Tuttavia non era questo il principale problema di Rosa, la vera magagna del giardino consisteva nella sua esposizione: volto
ad ovest, stretto tra il muro della casa ed un’alta siepe di alloro che incombeva su tutta l’aiuola, era quasi completamente in
ombra. Le rose, per riuscire ad avere qualche ora di sole, si erano trasformate in scheletrici alberi spinosi.
L’alloro mostrava qua e là gli inconfondibili segni di un’infestazione di fumaggine e Rosa inizialmente sperò che morisse. Poi
cominciò a pensare ad un metodo rapido per eliminarlo, ma il marito la convinse che quel muro di sempreverde era utile
perché, oltre a garantire un po’ di privacy, proteggeva la casa dal vento invernale e dai miasmi del traffico. L’alloro, graziato,
dimostrò di possedere un’insospettabile vitalità: ogni anno una ditta specializzata doveva provvedere al taglio dei lunghi getti
nati in primavera.
Anche il più sprovveduto dei giardinieri sa che esistono piante da sole, da ombra e da mezz’ombra: i fiori più belli e profumati,
quelli prediletti da Rosa, richiedono luce diretta, mentre la scelta tra le piante da fiore che sopportano un’oscurità più o meno
intensa è molto limitata, se si escludono l’ortensia, la violetta, la pervinca, l’impatiens e la lobelia.
Nei manuali di giardinaggio si legge che le piante, per fiorire e rimanere in salute, devono essere collocate nella giusta
posizione e, dopo molti tentativi finiti male, Rosa giunse alla conclusione che i libri avevano ragione: è impossibile opporsi alle
leggi di natura e quindi quel giardino in ombra non sarebbe mai divenuto il fiorito angolo di paradiso che aveva sempre
desiderato.
Continuò tuttavia ad occuparsi della sua aiuola.

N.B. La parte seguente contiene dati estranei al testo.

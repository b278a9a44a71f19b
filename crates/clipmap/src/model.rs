// model.rs — Collision model data: planes, brushes, patch surfaces, BSP tree

use crate::math::Vec3;
use tracing::warn;

// ============================================================
// Contents bits
// ============================================================

pub const CONTENTS_SOLID: i32 = 1;
pub const CONTENTS_WATER: i32 = 0x20;
pub const CONTENTS_PLAYERCLIP: i32 = 0x10000;
pub const CONTENTS_MONSTERCLIP: i32 = 0x20000;
pub const CONTENTS_BODY: i32 = 0x200_0000;
pub const CONTENTS_CORPSE: i32 = 0x400_0000;

// ============================================================
// Planes
// ============================================================

pub const PLANE_X: u8 = 0;
pub const PLANE_Y: u8 = 1;
pub const PLANE_Z: u8 = 2;
pub const PLANE_NON_AXIAL: u8 = 3;

/// `dist` is the plane equation constant: `dot(normal, p) == dist` for any
/// point p on the plane. `plane_type < 3` only for positive axial normals,
/// which is what the axial fast paths rely on.
#[derive(Debug, Clone, Copy)]
pub struct Plane {
    pub normal: Vec3,
    pub dist: f32,
    pub plane_type: u8,
    pub signbits: u8,
}

impl Default for Plane {
    fn default() -> Self {
        Self {
            normal: [0.0; 3],
            dist: 0.0,
            plane_type: PLANE_X,
            signbits: 0,
        }
    }
}

impl Plane {
    pub fn new(normal: Vec3, dist: f32) -> Self {
        Self {
            normal,
            dist,
            plane_type: plane_type_for_normal(&normal),
            signbits: signbits_for_normal(&normal),
        }
    }
}

pub fn plane_type_for_normal(normal: &Vec3) -> u8 {
    if normal[0] == 1.0 {
        PLANE_X
    } else if normal[1] == 1.0 {
        PLANE_Y
    } else if normal[2] == 1.0 {
        PLANE_Z
    } else {
        PLANE_NON_AXIAL
    }
}

pub fn signbits_for_normal(normal: &Vec3) -> u8 {
    let mut bits = 0;
    for (i, &n) in normal.iter().enumerate() {
        if n < 0.0 {
            bits |= 1 << i;
        }
    }
    bits
}

/// Returns 1 (front), 2 (back), or 3 (crossing) for a box vs. plane test.
pub fn box_on_plane_side(emins: &Vec3, emaxs: &Vec3, p: &Plane) -> i32 {
    // fast axial cases
    if (p.plane_type as usize) < 3 {
        let t = p.plane_type as usize;
        if p.dist <= emins[t] {
            return 1;
        }
        if p.dist >= emaxs[t] {
            return 2;
        }
        return 3;
    }

    // general case: accumulate the nearest and farthest corner distances
    let mut dist1 = 0.0;
    let mut dist2 = 0.0;
    for i in 0..3 {
        if p.signbits & (1 << i) != 0 {
            dist1 += p.normal[i] * emins[i];
            dist2 += p.normal[i] * emaxs[i];
        } else {
            dist1 += p.normal[i] * emaxs[i];
            dist2 += p.normal[i] * emins[i];
        }
    }

    let mut sides = 0;
    if dist1 >= p.dist {
        sides = 1;
    }
    if dist2 < p.dist {
        sides |= 2;
    }
    sides
}

// ============================================================
// Brushes
// ============================================================

#[derive(Debug, Clone, Copy, Default)]
pub struct BrushSide {
    pub plane_idx: usize,
    pub surface_flags: i32,
}

/// Convex intersection of half-spaces. Sides live in the clip map's flat
/// `brush_sides` table. When a brush has six or more sides, the first six
/// are the axial planes in +X -X +Y -Y +Z -Z order and exactly describe
/// `bounds`; position tests skip them and rely on the bounds reject instead.
#[derive(Debug, Clone, Default)]
pub struct Brush {
    pub first_side: usize,
    pub num_sides: usize,
    pub bounds: [Vec3; 2],
    pub contents: i32,
}

// ============================================================
// Patch surfaces
// ============================================================

pub const MAX_PATCH_PLANES: usize = 2048;
pub const MAX_FACETS: usize = 1024;

/// One convex facet of a patch: a surface plane ringed by border planes.
/// The last border is always the mirrored back side of the surface plane
/// and never produces a contact.
#[derive(Debug, Clone, Default)]
pub struct Facet {
    pub surface_plane: usize,
    pub border_planes: Vec<usize>,
    pub border_inward: Vec<bool>,
}

impl Facet {
    pub fn num_borders(&self) -> usize {
        self.border_planes.len()
    }
}

/// Facet decomposition of a curved surface, produced by the patch
/// preprocessor. Opaque input to the tracing kernel.
#[derive(Debug, Clone, Default)]
pub struct SurfaceCollide {
    pub bounds: [Vec3; 2],
    pub planes: Vec<Plane>,
    pub facets: Vec<Facet>,
}

#[derive(Debug, Clone, Copy, PartialEq, Eq)]
pub enum SurfaceType {
    Patch,
    TriangleSoup,
    Other,
}

#[derive(Debug, Clone)]
pub struct CollisionSurface {
    pub surface_type: SurfaceType,
    pub contents: i32,
    pub surface_flags: i32,
    pub sc: Option<SurfaceCollide>,
}

// ============================================================
// BSP tree
// ============================================================

#[derive(Debug, Clone, Copy, Default)]
pub struct Node {
    pub plane_idx: usize,
    /// Negative child c is leaf -1 - c.
    pub children: [i32; 2],
}

#[derive(Debug, Clone, Copy, Default)]
pub struct Leaf {
    pub first_leaf_brush: usize,
    pub num_leaf_brushes: usize,
    pub first_leaf_surface: usize,
    pub num_leaf_surfaces: usize,
}

/// An inline submodel: its brushes and surfaces gathered into a single leaf.
#[derive(Debug, Clone, Copy, Default)]
pub struct InlineModel {
    pub mins: Vec3,
    pub maxs: Vec3,
    pub leaf: Leaf,
}

// ============================================================
// Clip handles
// ============================================================

/// What a trace collides against.
#[derive(Debug, Clone, Copy, PartialEq, Eq)]
pub enum ClipHandle {
    /// The whole static world, via BSP traversal.
    World,
    /// An inline submodel by index.
    Model(usize),
    /// The temp box model, set up by `ClipMap::temp_box_model`.
    Box,
    /// The temp box model treated as a vertical capsule.
    Capsule,
}

// ============================================================
// Temp box model
// ============================================================

/// A single free-standing six-sided axial brush, used for tracing against
/// entity bounding boxes and capsules without registering them in the world
/// tables. Sides index the model's own plane table.
#[derive(Debug, Clone)]
pub struct BoxModel {
    pub planes: [Plane; 6],
    pub sides: [BrushSide; 6],
    pub brush: Brush,
}

impl BoxModel {
    pub fn new(mins: &Vec3, maxs: &Vec3) -> Self {
        let mut m = Self {
            planes: [Plane::default(); 6],
            sides: [BrushSide::default(); 6],
            brush: Brush {
                first_side: 0,
                num_sides: 6,
                bounds: [[0.0; 3]; 2],
                contents: CONTENTS_BODY,
            },
        };
        for i in 0..6 {
            m.sides[i].plane_idx = i;
        }
        m.set_bounds(mins, maxs);
        m
    }

    pub fn set_bounds(&mut self, mins: &Vec3, maxs: &Vec3) {
        for axis in 0..3 {
            let mut normal = [0.0; 3];
            normal[axis] = 1.0;
            self.planes[axis * 2] = Plane::new(normal, maxs[axis]);
            normal[axis] = -1.0;
            self.planes[axis * 2 + 1] = Plane::new(normal, -mins[axis]);
        }
        self.brush.bounds = [*mins, *maxs];
    }
}

impl Default for BoxModel {
    fn default() -> Self {
        Self::new(&[0.0; 3], &[0.0; 3])
    }
}

// ============================================================
// Clip map
// ============================================================

/// The loaded collision world. Geometry is immutable while tracing; all
/// per-trace scratch (checkcount stamps, patch plane buffers, statistics)
/// lives in `trace::TraceContext`.
#[derive(Debug, Clone, Default)]
pub struct ClipMap {
    pub planes: Vec<Plane>,
    pub brush_sides: Vec<BrushSide>,
    pub brushes: Vec<Brush>,
    pub surfaces: Vec<Option<CollisionSurface>>,
    pub nodes: Vec<Node>,
    pub leafs: Vec<Leaf>,
    pub leaf_brushes: Vec<u32>,
    pub leaf_surfaces: Vec<u32>,
    pub inline_models: Vec<InlineModel>,

    pub box_model: BoxModel,

    /// Baked per-map property: triangle soups carry collision geometry.
    pub per_poly_collision: bool,
    /// Treat patches as empty space.
    pub no_curves: bool,
    /// Test triangle soups even when per_poly_collision is off.
    pub force_triangles: bool,
}

impl ClipMap {
    /// Sets up the temp box model for the given bounds and returns its
    /// handle. With `capsule` set, the box is interpreted as a vertical
    /// capsule by the trace dispatch.
    pub fn temp_box_model(&mut self, mins: &Vec3, maxs: &Vec3, capsule: bool) -> ClipHandle {
        self.box_model.set_bounds(mins, maxs);
        if capsule {
            ClipHandle::Capsule
        } else {
            ClipHandle::Box
        }
    }

    pub fn model_bounds(&self, model: ClipHandle) -> (Vec3, Vec3) {
        match model {
            ClipHandle::World => {
                if let Some(world) = self.inline_models.first() {
                    (world.mins, world.maxs)
                } else {
                    ([0.0; 3], [0.0; 3])
                }
            }
            ClipHandle::Model(idx) => (self.inline_models[idx].mins, self.inline_models[idx].maxs),
            ClipHandle::Box | ClipHandle::Capsule => {
                (self.box_model.brush.bounds[0], self.box_model.brush.bounds[1])
            }
        }
    }

    // ============================================================
    // Box leaf enumeration
    // ============================================================

    fn box_leafnums_r(
        &self,
        mut nodenum: i32,
        mins: &Vec3,
        maxs: &Vec3,
        list: &mut Vec<usize>,
        max_count: usize,
        topnode: &mut i32,
        overflowed: &mut bool,
    ) {
        loop {
            if nodenum < 0 {
                if list.len() >= max_count {
                    *overflowed = true;
                    return;
                }
                list.push((-1 - nodenum) as usize);
                return;
            }

            let node = &self.nodes[nodenum as usize];
            let plane = &self.planes[node.plane_idx];
            let s = box_on_plane_side(mins, maxs, plane);

            if s == 1 {
                nodenum = node.children[0];
            } else if s == 2 {
                nodenum = node.children[1];
            } else {
                if *topnode == -1 {
                    *topnode = nodenum;
                }
                self.box_leafnums_r(
                    node.children[0],
                    mins,
                    maxs,
                    list,
                    max_count,
                    topnode,
                    overflowed,
                );
                nodenum = node.children[1];
            }
        }
    }

    /// Collects the leafs an AABB touches, capped at `max_count`. Returns
    /// the list and the topmost node that splits the box (-1 if the box is
    /// on one side of every plane it met).
    pub fn box_leafnums(&self, mins: &Vec3, maxs: &Vec3, max_count: usize) -> (Vec<usize>, i32) {
        let mut list = Vec::with_capacity(max_count.min(64));
        let mut topnode = -1;
        let mut overflowed = false;
        if !self.nodes.is_empty() {
            self.box_leafnums_r(0, mins, maxs, &mut list, max_count, &mut topnode, &mut overflowed);
        }
        if overflowed {
            warn!(max_count, "box_leafnums: leaf list overflowed");
        }
        (list, topnode)
    }
}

Cercava di tenere in vita le piante malate, potava i rami secchi, sradicava i
ceppi morti ed ogni tanto comprava qualche vaso fiorito che collocava nei pochi punti del marciapiede esposti al sole. I nuovi
arrivati però non sopravvivevano a lungo.
Un giardino all’ombra è davvero difficile da coltivare, si ripeteva Rosa per giustificare i suoi fallimenti, ma di certo un pollice
verde avrebbe saputo ugualmente trasformare quel luogo oscuro in una selva fiorita, magari occorreva solo più costanza nel
cercare varietà poco esigenti in fatto di luce, ma comunque lì non sarebbero mai cresciuti cespugli di odorose “belle di notte”
o gigli, tulipani e fresie da mettere nel vaso del salotto.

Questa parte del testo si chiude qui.